**Instructions for the task**.
In the data below, find the line containing "assert_eq!(book.exposure(), Decimal::ZERO);", then set down that line and every later line up to and including the line containing "type Error = StoreError;", exactly.

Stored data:
%%
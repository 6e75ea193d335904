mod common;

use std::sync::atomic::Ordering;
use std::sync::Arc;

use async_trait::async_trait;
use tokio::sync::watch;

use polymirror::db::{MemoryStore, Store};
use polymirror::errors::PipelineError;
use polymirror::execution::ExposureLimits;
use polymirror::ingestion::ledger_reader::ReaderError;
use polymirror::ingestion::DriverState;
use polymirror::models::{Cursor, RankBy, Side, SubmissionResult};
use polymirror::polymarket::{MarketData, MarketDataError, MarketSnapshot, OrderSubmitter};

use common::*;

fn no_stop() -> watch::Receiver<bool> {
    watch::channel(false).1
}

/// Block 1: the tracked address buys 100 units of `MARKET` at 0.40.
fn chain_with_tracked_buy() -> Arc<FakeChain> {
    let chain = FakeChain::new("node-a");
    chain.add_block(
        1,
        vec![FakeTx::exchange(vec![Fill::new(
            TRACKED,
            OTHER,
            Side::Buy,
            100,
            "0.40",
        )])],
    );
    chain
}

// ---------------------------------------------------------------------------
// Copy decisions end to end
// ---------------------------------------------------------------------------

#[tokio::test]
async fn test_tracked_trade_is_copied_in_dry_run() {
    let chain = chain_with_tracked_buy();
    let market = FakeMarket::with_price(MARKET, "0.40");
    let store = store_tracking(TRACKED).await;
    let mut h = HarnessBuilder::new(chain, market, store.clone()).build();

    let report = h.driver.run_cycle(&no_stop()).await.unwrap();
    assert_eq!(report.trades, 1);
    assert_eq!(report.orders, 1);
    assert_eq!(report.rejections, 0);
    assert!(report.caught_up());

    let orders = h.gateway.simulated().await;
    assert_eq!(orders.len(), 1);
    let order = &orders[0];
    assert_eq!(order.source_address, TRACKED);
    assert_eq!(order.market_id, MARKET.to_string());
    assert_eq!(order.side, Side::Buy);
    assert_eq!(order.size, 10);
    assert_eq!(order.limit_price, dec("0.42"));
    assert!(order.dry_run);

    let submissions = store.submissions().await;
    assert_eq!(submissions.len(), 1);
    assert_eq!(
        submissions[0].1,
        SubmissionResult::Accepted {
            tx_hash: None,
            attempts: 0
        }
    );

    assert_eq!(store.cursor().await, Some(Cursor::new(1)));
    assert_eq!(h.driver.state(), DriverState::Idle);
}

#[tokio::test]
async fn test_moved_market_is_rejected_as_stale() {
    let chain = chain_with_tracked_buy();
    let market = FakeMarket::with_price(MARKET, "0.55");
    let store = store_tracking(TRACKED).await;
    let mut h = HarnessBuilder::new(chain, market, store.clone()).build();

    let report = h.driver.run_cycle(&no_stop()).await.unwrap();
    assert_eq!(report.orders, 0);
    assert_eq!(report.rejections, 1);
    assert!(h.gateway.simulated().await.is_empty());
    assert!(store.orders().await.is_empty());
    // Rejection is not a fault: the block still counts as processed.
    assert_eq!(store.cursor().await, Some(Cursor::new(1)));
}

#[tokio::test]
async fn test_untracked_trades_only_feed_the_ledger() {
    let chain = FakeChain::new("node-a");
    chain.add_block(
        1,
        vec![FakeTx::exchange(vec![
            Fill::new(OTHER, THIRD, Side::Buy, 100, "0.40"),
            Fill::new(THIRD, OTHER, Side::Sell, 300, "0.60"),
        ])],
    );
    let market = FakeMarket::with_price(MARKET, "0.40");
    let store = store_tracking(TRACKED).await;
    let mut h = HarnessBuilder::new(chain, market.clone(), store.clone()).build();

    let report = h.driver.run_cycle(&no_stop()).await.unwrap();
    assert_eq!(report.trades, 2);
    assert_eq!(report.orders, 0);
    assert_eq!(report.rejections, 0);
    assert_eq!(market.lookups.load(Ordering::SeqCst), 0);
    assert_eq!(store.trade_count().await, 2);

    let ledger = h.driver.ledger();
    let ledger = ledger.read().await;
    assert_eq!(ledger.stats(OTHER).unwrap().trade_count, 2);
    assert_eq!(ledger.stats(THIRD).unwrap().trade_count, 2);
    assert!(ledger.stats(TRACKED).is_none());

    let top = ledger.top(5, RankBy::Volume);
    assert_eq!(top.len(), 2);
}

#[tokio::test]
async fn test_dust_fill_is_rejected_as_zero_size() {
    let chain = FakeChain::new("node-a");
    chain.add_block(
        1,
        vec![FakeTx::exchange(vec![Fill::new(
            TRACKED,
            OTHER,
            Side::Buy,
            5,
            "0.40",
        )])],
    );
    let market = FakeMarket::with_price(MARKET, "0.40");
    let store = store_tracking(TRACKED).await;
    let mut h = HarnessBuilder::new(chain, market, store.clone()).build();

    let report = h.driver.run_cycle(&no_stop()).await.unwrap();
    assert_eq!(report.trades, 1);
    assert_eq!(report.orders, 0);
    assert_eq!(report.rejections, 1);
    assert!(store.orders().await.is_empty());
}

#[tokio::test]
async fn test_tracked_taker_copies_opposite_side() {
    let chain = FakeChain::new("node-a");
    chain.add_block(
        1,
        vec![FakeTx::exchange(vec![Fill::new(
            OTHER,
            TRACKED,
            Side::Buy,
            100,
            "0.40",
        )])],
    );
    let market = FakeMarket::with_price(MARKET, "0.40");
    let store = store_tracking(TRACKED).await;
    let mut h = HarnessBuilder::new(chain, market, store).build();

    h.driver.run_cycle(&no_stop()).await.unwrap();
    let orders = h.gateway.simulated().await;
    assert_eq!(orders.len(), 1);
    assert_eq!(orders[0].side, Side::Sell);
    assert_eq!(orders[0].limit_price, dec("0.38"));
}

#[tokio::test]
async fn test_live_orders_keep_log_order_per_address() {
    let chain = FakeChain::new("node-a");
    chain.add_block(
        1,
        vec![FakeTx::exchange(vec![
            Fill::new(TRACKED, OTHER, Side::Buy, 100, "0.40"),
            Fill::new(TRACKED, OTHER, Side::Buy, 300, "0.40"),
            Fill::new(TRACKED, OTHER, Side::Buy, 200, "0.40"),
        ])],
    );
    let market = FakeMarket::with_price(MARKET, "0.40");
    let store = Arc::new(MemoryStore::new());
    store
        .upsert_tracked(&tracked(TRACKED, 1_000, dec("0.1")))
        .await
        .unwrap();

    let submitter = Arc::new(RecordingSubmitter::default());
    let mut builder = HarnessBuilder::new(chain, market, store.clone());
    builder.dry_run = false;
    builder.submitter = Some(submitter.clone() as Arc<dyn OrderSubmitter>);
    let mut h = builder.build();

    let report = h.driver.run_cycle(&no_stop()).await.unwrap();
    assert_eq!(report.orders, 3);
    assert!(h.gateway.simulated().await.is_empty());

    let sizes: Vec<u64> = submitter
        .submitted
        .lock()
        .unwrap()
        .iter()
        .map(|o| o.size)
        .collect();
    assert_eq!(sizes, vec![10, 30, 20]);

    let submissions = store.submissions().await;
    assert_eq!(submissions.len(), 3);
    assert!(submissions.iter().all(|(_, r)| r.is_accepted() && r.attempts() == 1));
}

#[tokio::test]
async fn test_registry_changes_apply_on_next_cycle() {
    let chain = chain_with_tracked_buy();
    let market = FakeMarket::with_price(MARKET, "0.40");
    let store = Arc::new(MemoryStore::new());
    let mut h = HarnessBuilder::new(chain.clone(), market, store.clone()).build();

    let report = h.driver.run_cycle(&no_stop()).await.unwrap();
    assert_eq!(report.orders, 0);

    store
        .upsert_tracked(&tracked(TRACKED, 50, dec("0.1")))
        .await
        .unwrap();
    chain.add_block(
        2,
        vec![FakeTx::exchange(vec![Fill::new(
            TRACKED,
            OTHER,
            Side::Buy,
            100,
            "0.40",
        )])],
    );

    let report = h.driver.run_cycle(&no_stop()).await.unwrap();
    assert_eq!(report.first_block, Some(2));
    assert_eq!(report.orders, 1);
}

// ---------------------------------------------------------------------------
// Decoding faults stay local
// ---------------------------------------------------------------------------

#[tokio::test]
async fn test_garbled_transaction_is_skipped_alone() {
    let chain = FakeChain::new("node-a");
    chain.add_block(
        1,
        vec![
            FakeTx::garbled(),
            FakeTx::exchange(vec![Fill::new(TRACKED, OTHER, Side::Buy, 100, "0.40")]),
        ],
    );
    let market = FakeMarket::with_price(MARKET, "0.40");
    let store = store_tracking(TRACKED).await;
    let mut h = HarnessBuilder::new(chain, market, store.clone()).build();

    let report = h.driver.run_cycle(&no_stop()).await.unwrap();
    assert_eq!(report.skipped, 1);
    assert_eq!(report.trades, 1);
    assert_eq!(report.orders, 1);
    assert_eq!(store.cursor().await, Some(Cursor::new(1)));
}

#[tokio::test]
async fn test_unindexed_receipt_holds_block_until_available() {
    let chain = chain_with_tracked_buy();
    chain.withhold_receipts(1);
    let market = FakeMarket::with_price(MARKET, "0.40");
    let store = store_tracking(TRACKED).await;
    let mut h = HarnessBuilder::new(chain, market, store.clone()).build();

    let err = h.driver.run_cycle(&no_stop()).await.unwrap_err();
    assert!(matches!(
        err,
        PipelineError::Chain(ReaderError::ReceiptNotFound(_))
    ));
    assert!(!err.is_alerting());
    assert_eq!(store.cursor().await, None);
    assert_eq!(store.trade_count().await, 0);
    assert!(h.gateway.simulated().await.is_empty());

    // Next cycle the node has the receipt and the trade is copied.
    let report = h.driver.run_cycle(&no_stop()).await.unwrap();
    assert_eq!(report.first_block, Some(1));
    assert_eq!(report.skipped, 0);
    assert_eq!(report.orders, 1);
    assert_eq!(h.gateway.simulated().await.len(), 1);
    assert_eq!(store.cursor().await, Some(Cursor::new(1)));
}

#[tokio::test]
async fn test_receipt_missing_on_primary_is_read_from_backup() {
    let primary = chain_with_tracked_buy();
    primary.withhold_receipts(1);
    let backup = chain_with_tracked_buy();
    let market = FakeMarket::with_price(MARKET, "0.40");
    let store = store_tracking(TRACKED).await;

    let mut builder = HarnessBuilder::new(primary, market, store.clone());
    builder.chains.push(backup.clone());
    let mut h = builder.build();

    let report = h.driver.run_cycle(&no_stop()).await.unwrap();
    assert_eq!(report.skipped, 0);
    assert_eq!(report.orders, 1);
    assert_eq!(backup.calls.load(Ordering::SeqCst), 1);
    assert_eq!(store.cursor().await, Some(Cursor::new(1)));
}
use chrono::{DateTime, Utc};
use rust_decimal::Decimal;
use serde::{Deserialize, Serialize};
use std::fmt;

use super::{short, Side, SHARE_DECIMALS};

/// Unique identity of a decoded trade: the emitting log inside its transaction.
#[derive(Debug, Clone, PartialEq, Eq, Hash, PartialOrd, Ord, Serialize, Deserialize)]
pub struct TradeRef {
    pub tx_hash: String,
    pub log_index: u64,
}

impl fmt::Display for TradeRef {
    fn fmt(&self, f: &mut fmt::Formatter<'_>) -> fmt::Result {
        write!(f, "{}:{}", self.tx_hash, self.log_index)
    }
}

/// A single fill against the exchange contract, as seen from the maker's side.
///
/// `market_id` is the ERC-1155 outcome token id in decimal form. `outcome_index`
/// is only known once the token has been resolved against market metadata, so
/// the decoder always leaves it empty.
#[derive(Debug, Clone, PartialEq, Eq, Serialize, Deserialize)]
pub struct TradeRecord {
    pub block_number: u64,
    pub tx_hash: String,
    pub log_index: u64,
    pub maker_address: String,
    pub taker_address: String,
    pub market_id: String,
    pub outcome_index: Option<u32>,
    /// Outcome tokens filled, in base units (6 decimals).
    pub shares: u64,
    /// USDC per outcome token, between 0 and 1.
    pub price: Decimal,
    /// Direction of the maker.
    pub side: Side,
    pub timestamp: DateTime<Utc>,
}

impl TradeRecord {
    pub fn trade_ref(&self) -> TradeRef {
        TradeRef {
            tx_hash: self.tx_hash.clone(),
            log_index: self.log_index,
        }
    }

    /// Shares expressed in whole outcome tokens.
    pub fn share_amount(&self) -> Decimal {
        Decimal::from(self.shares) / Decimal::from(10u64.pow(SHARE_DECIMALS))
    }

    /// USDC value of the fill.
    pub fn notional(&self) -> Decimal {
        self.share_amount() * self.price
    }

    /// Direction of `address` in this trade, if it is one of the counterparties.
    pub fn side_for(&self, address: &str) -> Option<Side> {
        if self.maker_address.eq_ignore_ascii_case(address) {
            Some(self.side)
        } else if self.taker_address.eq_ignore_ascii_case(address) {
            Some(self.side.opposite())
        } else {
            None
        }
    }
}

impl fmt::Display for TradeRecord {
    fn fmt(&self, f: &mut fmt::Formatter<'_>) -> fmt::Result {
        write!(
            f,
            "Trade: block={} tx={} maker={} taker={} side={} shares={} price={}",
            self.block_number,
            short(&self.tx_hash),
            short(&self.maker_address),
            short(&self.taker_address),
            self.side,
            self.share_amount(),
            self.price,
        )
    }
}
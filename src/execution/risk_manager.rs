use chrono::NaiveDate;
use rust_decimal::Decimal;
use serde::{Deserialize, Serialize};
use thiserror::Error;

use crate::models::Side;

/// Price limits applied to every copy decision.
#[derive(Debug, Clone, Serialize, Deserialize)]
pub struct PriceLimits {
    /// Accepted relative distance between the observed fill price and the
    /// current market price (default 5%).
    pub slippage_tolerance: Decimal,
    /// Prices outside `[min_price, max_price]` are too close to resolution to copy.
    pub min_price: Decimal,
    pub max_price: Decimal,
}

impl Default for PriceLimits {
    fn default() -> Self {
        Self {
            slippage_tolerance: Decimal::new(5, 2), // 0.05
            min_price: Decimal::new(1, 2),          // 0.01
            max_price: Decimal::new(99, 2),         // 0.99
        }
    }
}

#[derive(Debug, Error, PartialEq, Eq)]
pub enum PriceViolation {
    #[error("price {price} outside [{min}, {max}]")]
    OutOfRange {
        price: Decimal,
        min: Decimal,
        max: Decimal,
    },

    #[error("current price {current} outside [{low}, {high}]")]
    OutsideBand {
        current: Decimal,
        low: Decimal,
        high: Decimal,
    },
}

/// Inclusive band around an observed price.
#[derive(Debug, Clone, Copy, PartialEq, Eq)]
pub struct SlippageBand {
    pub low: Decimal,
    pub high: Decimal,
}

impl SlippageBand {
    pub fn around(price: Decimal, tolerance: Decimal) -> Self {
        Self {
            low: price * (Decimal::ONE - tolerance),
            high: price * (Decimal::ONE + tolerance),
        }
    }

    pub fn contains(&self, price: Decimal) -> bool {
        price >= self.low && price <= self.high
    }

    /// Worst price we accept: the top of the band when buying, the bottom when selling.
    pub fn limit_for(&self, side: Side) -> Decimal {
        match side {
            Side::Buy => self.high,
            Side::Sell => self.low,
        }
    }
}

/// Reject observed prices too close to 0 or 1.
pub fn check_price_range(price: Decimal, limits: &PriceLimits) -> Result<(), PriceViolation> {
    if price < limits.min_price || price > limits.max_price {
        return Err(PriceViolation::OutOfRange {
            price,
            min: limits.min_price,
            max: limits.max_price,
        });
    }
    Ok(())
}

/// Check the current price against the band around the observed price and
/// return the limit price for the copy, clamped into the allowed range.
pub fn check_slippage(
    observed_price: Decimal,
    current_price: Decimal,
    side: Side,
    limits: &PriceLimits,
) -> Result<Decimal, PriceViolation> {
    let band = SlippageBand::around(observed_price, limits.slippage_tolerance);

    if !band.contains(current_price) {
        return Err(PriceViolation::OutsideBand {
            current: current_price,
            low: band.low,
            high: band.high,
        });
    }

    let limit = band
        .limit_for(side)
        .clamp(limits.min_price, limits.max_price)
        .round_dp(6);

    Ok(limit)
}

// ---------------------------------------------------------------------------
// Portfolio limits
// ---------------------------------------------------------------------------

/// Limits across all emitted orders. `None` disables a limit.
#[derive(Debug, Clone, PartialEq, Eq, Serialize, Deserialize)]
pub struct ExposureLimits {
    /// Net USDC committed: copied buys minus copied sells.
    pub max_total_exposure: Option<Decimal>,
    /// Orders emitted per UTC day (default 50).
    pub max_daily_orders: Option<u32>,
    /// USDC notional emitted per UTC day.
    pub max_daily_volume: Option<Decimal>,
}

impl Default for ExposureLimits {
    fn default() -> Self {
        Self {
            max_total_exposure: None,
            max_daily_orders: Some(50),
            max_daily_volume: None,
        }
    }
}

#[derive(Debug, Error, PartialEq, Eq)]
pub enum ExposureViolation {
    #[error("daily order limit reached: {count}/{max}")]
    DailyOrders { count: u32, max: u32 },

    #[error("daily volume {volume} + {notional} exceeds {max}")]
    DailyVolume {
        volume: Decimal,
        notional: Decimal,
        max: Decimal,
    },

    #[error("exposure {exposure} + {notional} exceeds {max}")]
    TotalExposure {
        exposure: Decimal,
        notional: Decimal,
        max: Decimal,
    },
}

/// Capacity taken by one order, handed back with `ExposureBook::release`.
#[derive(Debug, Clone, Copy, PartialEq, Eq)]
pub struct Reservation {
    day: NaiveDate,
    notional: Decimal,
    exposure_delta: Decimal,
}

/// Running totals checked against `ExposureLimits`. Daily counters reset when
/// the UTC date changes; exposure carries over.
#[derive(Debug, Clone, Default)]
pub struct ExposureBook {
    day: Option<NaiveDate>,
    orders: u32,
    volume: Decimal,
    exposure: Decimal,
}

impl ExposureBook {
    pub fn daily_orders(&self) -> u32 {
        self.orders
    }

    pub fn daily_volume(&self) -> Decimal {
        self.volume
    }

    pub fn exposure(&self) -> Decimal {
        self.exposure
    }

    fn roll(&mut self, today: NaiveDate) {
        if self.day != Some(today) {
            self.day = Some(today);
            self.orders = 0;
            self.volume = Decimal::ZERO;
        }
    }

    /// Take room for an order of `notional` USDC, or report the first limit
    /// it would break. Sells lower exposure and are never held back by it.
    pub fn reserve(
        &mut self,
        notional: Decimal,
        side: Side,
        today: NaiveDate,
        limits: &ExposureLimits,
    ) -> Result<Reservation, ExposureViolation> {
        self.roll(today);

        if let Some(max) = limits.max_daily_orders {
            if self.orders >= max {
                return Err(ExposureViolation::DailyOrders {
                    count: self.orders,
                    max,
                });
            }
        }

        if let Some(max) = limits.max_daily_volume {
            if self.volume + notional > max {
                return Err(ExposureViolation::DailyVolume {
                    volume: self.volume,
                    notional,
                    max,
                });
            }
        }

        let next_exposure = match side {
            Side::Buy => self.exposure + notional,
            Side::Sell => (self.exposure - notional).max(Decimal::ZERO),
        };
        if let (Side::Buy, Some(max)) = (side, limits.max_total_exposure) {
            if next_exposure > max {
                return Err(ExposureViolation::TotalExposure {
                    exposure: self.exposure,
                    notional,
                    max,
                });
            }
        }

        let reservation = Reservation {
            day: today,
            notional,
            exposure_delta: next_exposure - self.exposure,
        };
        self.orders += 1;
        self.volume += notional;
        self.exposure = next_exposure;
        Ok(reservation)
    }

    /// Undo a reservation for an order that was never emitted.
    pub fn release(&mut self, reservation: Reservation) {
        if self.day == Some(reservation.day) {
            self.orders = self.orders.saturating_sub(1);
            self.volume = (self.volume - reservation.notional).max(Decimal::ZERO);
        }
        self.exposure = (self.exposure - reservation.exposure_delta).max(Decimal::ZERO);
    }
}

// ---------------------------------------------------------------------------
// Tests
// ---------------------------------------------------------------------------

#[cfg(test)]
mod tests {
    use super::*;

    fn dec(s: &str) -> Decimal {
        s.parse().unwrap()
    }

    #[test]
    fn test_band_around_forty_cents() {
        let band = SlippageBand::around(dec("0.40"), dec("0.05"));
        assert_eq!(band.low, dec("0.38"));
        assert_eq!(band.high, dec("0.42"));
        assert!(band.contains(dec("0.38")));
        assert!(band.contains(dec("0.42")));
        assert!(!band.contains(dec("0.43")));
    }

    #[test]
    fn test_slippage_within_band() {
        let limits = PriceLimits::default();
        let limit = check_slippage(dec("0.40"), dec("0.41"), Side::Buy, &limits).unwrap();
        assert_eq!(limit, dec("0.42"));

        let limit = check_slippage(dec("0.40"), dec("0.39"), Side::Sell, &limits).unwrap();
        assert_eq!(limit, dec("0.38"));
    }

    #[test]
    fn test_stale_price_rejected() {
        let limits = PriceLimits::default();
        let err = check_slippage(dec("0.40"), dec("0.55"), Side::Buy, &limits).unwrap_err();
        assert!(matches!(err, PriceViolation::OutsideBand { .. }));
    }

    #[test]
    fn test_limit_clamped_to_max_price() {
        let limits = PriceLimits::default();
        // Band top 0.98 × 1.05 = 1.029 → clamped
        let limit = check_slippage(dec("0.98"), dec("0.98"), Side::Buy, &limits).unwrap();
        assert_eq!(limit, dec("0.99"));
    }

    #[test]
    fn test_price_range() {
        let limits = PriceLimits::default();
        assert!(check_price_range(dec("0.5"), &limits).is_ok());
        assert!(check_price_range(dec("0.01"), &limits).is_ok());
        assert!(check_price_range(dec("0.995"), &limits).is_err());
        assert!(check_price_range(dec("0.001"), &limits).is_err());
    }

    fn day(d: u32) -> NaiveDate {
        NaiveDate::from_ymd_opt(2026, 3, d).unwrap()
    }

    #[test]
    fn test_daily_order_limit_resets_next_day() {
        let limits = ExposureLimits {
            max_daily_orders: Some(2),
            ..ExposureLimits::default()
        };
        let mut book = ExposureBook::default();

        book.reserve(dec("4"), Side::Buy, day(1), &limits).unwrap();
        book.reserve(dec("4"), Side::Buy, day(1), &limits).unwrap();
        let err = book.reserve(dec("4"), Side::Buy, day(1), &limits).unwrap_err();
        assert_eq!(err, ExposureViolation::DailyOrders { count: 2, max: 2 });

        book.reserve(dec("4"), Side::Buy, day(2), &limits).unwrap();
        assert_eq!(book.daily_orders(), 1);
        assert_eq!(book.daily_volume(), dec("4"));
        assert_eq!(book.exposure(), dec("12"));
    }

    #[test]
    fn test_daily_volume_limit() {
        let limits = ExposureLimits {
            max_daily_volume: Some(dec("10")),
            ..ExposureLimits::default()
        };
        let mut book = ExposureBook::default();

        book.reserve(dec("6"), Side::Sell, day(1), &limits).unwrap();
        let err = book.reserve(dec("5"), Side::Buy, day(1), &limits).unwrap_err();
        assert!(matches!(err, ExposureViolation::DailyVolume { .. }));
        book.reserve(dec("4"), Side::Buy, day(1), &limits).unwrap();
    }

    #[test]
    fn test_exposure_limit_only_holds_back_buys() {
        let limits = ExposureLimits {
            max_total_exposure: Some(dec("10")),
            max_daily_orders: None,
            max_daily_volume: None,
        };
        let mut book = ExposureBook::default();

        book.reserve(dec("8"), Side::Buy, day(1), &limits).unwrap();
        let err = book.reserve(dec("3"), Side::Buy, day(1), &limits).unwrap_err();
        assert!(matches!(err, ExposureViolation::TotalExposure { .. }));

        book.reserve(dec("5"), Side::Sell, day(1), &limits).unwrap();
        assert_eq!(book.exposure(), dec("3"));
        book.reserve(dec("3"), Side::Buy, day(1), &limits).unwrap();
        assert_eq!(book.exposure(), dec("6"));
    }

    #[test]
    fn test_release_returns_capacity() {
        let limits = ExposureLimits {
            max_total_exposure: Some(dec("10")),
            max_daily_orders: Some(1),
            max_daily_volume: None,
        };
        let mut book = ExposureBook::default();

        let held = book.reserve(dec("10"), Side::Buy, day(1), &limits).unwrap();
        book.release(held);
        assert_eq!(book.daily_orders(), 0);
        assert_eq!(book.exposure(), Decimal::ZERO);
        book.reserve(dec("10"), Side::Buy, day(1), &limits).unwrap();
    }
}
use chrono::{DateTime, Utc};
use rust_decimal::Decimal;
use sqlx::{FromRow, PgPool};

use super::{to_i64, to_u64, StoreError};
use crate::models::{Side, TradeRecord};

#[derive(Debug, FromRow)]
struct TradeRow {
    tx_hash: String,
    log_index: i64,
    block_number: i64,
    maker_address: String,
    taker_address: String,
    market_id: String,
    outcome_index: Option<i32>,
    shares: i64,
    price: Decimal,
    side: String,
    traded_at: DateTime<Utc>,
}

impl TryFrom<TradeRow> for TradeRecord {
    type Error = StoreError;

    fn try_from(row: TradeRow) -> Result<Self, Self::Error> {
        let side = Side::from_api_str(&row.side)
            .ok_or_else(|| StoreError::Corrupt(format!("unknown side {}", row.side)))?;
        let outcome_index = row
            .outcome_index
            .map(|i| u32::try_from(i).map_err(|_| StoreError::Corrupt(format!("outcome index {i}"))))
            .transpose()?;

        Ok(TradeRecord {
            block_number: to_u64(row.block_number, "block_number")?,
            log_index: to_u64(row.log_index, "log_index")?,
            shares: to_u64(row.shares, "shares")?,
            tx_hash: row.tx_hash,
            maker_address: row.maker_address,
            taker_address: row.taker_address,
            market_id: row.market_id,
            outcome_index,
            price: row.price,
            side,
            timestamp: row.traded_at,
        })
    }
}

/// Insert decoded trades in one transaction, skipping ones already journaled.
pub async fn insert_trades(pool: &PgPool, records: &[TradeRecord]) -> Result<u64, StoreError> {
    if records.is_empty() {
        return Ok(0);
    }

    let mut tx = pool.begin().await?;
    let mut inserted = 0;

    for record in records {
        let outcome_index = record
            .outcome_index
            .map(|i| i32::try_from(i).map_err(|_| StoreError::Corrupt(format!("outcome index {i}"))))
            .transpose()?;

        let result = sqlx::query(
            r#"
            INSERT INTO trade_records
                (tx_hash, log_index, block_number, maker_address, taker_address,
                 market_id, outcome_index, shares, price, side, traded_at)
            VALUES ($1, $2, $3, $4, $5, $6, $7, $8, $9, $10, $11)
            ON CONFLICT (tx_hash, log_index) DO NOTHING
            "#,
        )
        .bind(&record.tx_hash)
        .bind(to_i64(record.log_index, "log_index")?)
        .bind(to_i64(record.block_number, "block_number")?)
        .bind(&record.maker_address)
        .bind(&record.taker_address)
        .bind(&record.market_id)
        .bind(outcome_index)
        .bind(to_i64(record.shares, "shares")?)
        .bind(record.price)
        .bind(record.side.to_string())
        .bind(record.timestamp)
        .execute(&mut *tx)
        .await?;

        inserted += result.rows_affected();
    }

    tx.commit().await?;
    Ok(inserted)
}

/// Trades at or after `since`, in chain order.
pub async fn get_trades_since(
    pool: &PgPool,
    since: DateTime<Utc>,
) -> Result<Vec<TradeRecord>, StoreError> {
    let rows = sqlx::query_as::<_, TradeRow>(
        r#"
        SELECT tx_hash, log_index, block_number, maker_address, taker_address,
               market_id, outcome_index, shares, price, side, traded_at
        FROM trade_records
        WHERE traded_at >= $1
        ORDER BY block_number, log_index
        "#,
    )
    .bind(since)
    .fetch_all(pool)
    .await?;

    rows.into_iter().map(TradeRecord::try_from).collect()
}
%%
**Result of this exercise**.
        assert_eq!(book.exposure(), Decimal::ZERO);
        book.reserve(dec("10"), Side::Buy, day(1), &limits).unwrap();
    }
}
use chrono::{DateTime, Utc};
use rust_decimal::Decimal;
use sqlx::{FromRow, PgPool};

use super::{to_i64, to_u64, StoreError};
use crate::models::{Side, TradeRecord};

#[derive(Debug, FromRow)]
struct TradeRow {
    tx_hash: String,
    log_index: i64,
    block_number: i64,
    maker_address: String,
    taker_address: String,
    market_id: String,
    outcome_index: Option<i32>,
    shares: i64,
    price: Decimal,
    side: String,
    traded_at: DateTime<Utc>,
}

impl TryFrom<TradeRow> for TradeRecord {
    type Error = StoreError;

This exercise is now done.